- [EXERCISE GOAL]
The entries below must be returned exactly as they stand.

- [DATA FOR THIS EXERCISE]
=== Begin Enclosure ===

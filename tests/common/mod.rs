#![allow(dead_code)]

use chrono::{DateTime, TimeZone, Utc};

use danci_adaptive::{
    AdaptiveConfig, AdaptiveEngine, DifficultyPreference, LearningPath, MemoryStore, PathModule, SqliteStore,
};

pub fn start_time() -> DateTime<Utc> {
    Utc.with_ymd_and_hms(2026, 3, 2, 9, 0, 0).unwrap()
}

pub fn memory_engine() -> AdaptiveEngine<MemoryStore> {
    AdaptiveEngine::new(AdaptiveConfig::default(), MemoryStore::new())
}

/// Engine over a SQLite file inside `dir`.
pub fn sqlite_engine(dir: &tempfile::TempDir) -> AdaptiveEngine<SqliteStore> {
    let store = SqliteStore::open(dir.path().join("adaptive.db")).unwrap();
    AdaptiveEngine::new(AdaptiveConfig::default(), store)
}

fn module(id: &str, prerequisites: &[&str]) -> PathModule {
    PathModule {
        id: id.to_string(),
        title: format!("Module {id}"),
        prerequisites: prerequisites.iter().map(|s| s.to_string()).collect(),
    }
}

pub fn curriculum() -> Vec<LearningPath> {
    vec![
        LearningPath {
            id: "basics".to_string(),
            title: "Everyday Basics".to_string(),
            tier: DifficultyPreference::Beginner,
            prerequisites: vec![],
            modules: vec![module("greetings", &[]), module("numbers", &["greetings"])],
        },
        LearningPath {
            id: "travel".to_string(),
            title: "Travel Talk".to_string(),
            tier: DifficultyPreference::Intermediate,
            prerequisites: vec!["basics".to_string()],
            modules: vec![module("airport", &[]), module("hotel", &["airport"])],
        },
    ]
}
//! Schema migrations for [`super::SqliteStore`].
//!
//! Each migration runs in its own transaction and is recorded in the
//! `schema_migrations` table; applied versions are skipped on the next open.

use rusqlite::Connection;

use crate::storage::{StorageError, StorageResult};

/// Latest schema version.
pub const CURRENT_SCHEMA_VERSION: i32 = 2;

#[derive(Debug, Clone)]
pub struct Migration {
    pub version: i32,
    pub name: String,
    pub sql: String,
}

impl Migration {
    pub fn new(version: i32, name: impl Into<String>, sql: impl Into<String>) -> Self {
        Self {
            version,
            name: name.into(),
            sql: sql.into(),
        }
    }
}

/// All migrations, ordered by version.
pub fn get_migrations() -> Vec<Migration> {
    vec![
        Migration::new(
            1,
            "initial tables",
            r#"
            CREATE TABLE IF NOT EXISTS review_records (
                user_id TEXT NOT NULL,
                item_id TEXT NOT NULL,
                payload TEXT NOT NULL,
                next_due_ms INTEGER NOT NULL,
                updated_at INTEGER NOT NULL,
                PRIMARY KEY (user_id, item_id)
            );

            CREATE TABLE IF NOT EXISTS user_stats (
                user_id TEXT PRIMARY KEY,
                payload TEXT NOT NULL,
                updated_at INTEGER NOT NULL
            );

            CREATE TABLE IF NOT EXISTS activity_events (
                id INTEGER PRIMARY KEY AUTOINCREMENT,
                user_id TEXT NOT NULL,
                item_id TEXT NOT NULL,
                is_correct INTEGER NOT NULL,
                session_type TEXT NOT NULL,
                timestamp_ms INTEGER NOT NULL
            );

            CREATE TABLE IF NOT EXISTS learning_goals (
                user_id TEXT PRIMARY KEY,
                payload TEXT NOT NULL,
                updated_at INTEGER NOT NULL
            );
            "#,
        ),
        Migration::new(
            2,
            "indexes and score history",
            r#"
            CREATE INDEX IF NOT EXISTS idx_activity_user_time
                ON activity_events(user_id, timestamp_ms DESC, id DESC);

            CREATE INDEX IF NOT EXISTS idx_review_user_due
                ON review_records(user_id, next_due_ms);

            CREATE TABLE IF NOT EXISTS score_history (
                user_id TEXT PRIMARY KEY,
                payload TEXT NOT NULL,
                updated_at INTEGER NOT NULL
            );
            "#,
        ),
    ]
}

fn ensure_migrations_table(conn: &Connection) -> StorageResult<()> {
    conn.execute_batch(
        r#"
        CREATE TABLE IF NOT EXISTS schema_migrations (
            version INTEGER PRIMARY KEY,
            name TEXT NOT NULL,
            applied_at INTEGER NOT NULL
        );
        "#,
    )
    .map_err(|e| StorageError::Migration(format!("failed to create schema_migrations: {e}")))?;

    Ok(())
}

/// Highest applied version, 0 for a fresh database.
pub fn get_current_version(conn: &Connection) -> i32 {
    if ensure_migrations_table(conn).is_err() {
        return 0;
    }

    conn.query_row("SELECT COALESCE(MAX(version), 0) FROM schema_migrations", [], |row| row.get(0))
        .unwrap_or(0)
}

fn get_applied_versions(conn: &Connection) -> StorageResult<Vec<i32>> {
    let mut stmt = conn.prepare("SELECT version FROM schema_migrations ORDER BY version")?;
    let versions = stmt
        .query_map([], |row| row.get(0))?
        .filter_map(|r| r.ok())
        .collect();

    Ok(versions)
}

pub fn run_migrations(conn: &Connection) -> StorageResult<i32> {
    ensure_migrations_table(conn)?;

    let applied = get_applied_versions(conn)?;
    let mut version = get_current_version(conn);

    tracing::debug!(current = version, target = CURRENT_SCHEMA_VERSION, "checking schema version");

    for migration in get_migrations() {
        if applied.contains(&migration.version) {
            continue;
        }

        tracing::info!(version = migration.version, name = %migration.name, "running migration");
        if let Err(err) = apply(conn, &migration) {
            tracing::error!(version = migration.version, error = %err, "migration failed");
            return Err(err);
        }
        version = migration.version;
    }

    Ok(version)
}

fn apply(conn: &Connection, migration: &Migration) -> StorageResult<()> {
    let tx = conn.unchecked_transaction()?;

    tx.execute_batch(&migration.sql)
        .map_err(|e| StorageError::Migration(format!("v{} ({}): {e}", migration.version, migration.name)))?;

    tx.execute(
        "INSERT INTO schema_migrations (version, name, applied_at) VALUES (?1, ?2, ?3)",
        rusqlite::params![migration.version, migration.name, chrono::Utc::now().timestamp()],
    )?;

    tx.commit()?;
    Ok(())
}

#[cfg(test)]
mod tests {
    use super::*;

    #[test]
    fn fresh_database_reaches_current_version() {
        let conn = Connection::open_in_memory().unwrap();
        assert_eq!(get_current_version(&conn), 0);
        assert_eq!(run_migrations(&conn).unwrap(), CURRENT_SCHEMA_VERSION);
        assert_eq!(get_current_version(&conn), CURRENT_SCHEMA_VERSION);
    }

    #[test]
    fn migrations_are_idempotent() {
        let conn = Connection::open_in_memory().unwrap();
        run_migrations(&conn).unwrap();
        assert_eq!(run_migrations(&conn).unwrap(), CURRENT_SCHEMA_VERSION);
        let count: i64 = conn
            .query_row("SELECT COUNT(*) FROM schema_migrations", [], |row| row.get(0))
            .unwrap();
        assert_eq!(count, CURRENT_SCHEMA_VERSION as i64);
    }

    #[test]
    fn versions_are_strictly_increasing() {
        let migrations = get_migrations();
        assert!(migrations.windows(2).all(|w| w[0].version < w[1].version));
        assert_eq!(migrations.last().map(|m| m.version), Some(CURRENT_SCHEMA_VERSION));
    }
}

=== End Enclosure ===

- [WRITTEN RESPONSE]
filename tests/common/mod.rs
#![allow(dead_code)]

use chrono::{DateTime, TimeZone, Utc};

use danci_adaptive::{
    AdaptiveConfig, AdaptiveEngine, DifficultyPreference, LearningPath, MemoryStore, PathModule, SqliteStore,
};

pub fn start_time() -> DateTime<Utc> {
    Utc.with_ymd_and_hms(2026, 3, 2, 9, 0, 0).unwrap()
}

pub fn memory_engine() -> AdaptiveEngine<MemoryStore> {
    AdaptiveEngine::new(AdaptiveConfig::default(), MemoryStore::new())
}

/// Engine over a SQLite file inside `dir`.
pub fn sqlite_engine(dir: &tempfile::TempDir) -> AdaptiveEngine<SqliteStore> {
    let store = SqliteStore::open(dir.path().join("adaptive.db")).unwrap();
    AdaptiveEngine::new(AdaptiveConfig::default(), store)
}

fn module(id: &str, prerequisites: &[&str]) -> PathModule {
    PathModule {
        id: id.to_string(),
        title: format!("Module {id}"),
        prerequisites: prerequisites.iter().map(|s| s.to_string()).collect(),
    }
}

pub fn curriculum() -> Vec<LearningPath> {
    vec![
        LearningPath {
            id: "basics".to_string(),
            title: "Everyday Basics".to_string(),
            tier: DifficultyPreference::Beginner,
            prerequisites: vec![],
            modules: vec![module("greetings", &[]), module("numbers", &["greetings"])],
        },
        LearningPath {
            id: "travel".to_string(),
            title: "Travel Talk".to_string(),
            tier: DifficultyPreference::Intermediate,
            prerequisites: vec!["basics".to_string()],
            modules: vec![module("airport", &[]), module("hotel", &["airport"])],
        },
    ]
}
//! Schema migrations for [`super::SqliteStore`].
//!
//! Each migration runs in its own transaction and is recorded in the
//! `schema_migrations` table; applied versions are skipped on the next open.

use rusqlite::Connection;

use crate::storage::{StorageError, StorageResult};

/// Latest schema version.
pub const CURRENT_SCHEMA_VERSION: i32 = 2;

#[derive(Debug, Clone)]
pub struct Migration {
    pub version: i32,
    pub name: String,
    pub sql: String,
}

impl Migration {
    pub fn new(version: i32, name: impl Into<String>, sql: impl Into<String>) -> Self {
        Self {
            version,
            name: name.into(),
            sql: sql.into(),
        }
    }
}

/// All migrations, ordered by version.
pub fn get_migrations() -> Vec<Migration> {
    vec![
        Migration::new(
            1,
            "initial tables",
            r#"
            CREATE TABLE IF NOT EXISTS review_records (
                user_id TEXT NOT NULL,
                item_id TEXT NOT NULL,
                payload TEXT NOT NULL,
                next_due_ms INTEGER NOT NULL,
                updated_at INTEGER NOT NULL,
                PRIMARY KEY (user_id, item_id)
            );

            CREATE TABLE IF NOT EXISTS user_stats (
                user_id TEXT PRIMARY KEY,
                payload TEXT NOT NULL,
                updated_at INTEGER NOT NULL
            );

            CREATE TABLE IF NOT EXISTS activity_events (
                id INTEGER PRIMARY KEY AUTOINCREMENT,
                user_id TEXT NOT NULL,
                item_id TEXT NOT NULL,
                is_correct INTEGER NOT NULL,
                session_type TEXT NOT NULL,
                timestamp_ms INTEGER NOT NULL
            );

            CREATE TABLE IF NOT EXISTS learning_goals (
                user_id TEXT PRIMARY KEY,
                payload TEXT NOT NULL,
                updated_at INTEGER NOT NULL
            );
            "#,
        ),
        Migration::new(
            2,
            "indexes and score history",
            r#"
            CREATE INDEX IF NOT EXISTS idx_activity_user_time
                ON activity_events(user_id, timestamp_ms DESC, id DESC);

            CREATE INDEX IF NOT EXISTS idx_review_user_due
                ON review_records(user_id, next_due_ms);

            CREATE TABLE IF NOT EXISTS score_history (
                user_id TEXT PRIMARY KEY,
                payload TEXT NOT NULL,
                updated_at INTEGER NOT NULL
            );
            "#,
        ),
    ]
}

fn ensure_migrations_table(conn: &Connection) -> StorageResult<()> {
    conn.execute_batch(
        r#"
        CREATE TABLE IF NOT EXISTS schema_migrations (
            version INTEGER PRIMARY KEY,
            name TEXT NOT NULL,
            applied_at INTEGER NOT NULL
        );
        "#,
    )
    .map_err(|e| StorageError::Migration(format!("failed to create schema_migrations: {e}")))?;

    Ok(())
}

/// Highest applied version, 0 for a fresh database.
pub fn get_current_version(conn: &Connection) -> i32 {
    if ensure_migrations_table(conn).is_err() {
        return 0;
    }

    conn.query_row("SELECT COALESCE(MAX(version), 0) FROM schema_migrations", [], |row| row.get(0))
        .unwrap_or(0)
}

fn get_applied_versions(conn: &Connection) -> StorageResult<Vec<i32>> {
    let mut stmt = conn.prepare("SELECT version FROM schema_migrations ORDER BY version")?;
    let versions = stmt
        .query_map([], |row| row.get(0))?
        .filter_map(|r| r.ok())
        .collect();

    Ok(versions)
}

pub fn run_migrations(conn: &Connection) -> StorageResult<i32> {
    ensure_migrations_table(conn)?;

    let applied = get_applied_versions(conn)?;
    let mut version = get_current_version(conn);

    tracing::debug!(current = version, target = CURRENT_SCHEMA_VERSION, "checking schema version");

    for migration in get_migrations() {
        if applied.contains(&migration.version) {
            continue;
        }

        tracing::info!(version = migration.version, name = %migration.name, "running migration");
        if let Err(err) = apply(conn, &migration) {
            tracing::error!(version = migration.version, error = %err, "migration failed");
            return Err(err);
        }
        version = migration.version;
    }

    Ok(version)
}

fn apply(conn: &Connection, migration: &Migration) -> StorageResult<()> {
    let tx = conn.unchecked_transaction()?;

    tx.execute_batch(&migration.sql)
        .map_err(|e| StorageError::Migration(format!("v{} ({}): {e}", migration.version, migration.name)))?;

    tx.execute(
        "INSERT INTO schema_migrations (version, name, applied_at) VALUES (?1, ?2, ?3)",
        rusqlite::params![migration.version, migration.name, chrono::Utc::now().timestamp()],
    )?;

    tx.commit()?;
    Ok(())
}

#[cfg(test)]
mod tests {
    use super::*;

    #[test]
    fn fresh_database_reaches_current_version() {
        let conn = Connection::open_in_memory().unwrap();
        assert_eq!(get_current_version(&conn), 0);
        assert_eq!(run_migrations(&conn).unwrap(), CURRENT_SCHEMA_VERSION);
        assert_eq!(get_current_version(&conn), CURRENT_SCHEMA_VERSION);
    }

    #[test]
    fn migrations_are_idempotent() {
        let conn = Connection::open_in_memory().unwrap();
        run_migrations(&conn).unwrap();
        assert_eq!(run_migrations(&conn).unwrap(), CURRENT_SCHEMA_VERSION);
        let count: i64 = conn
            .query_row("SELECT COUNT(*) FROM schema_migrations", [], |row| row.get(0))
            .unwrap();
        assert_eq!(count, CURRENT_SCHEMA_VERSION as i64);
    }

    #[test]
    fn versions_are_strictly_increasing() {
        let migrations = get_migrations();
        assert!(migrations.windows(2).all(|w| w[0].version < w[1].version));
        assert_eq!(migrations.last().map(|m| m.version), Some(CURRENT_SCHEMA_VERSION));
    }
}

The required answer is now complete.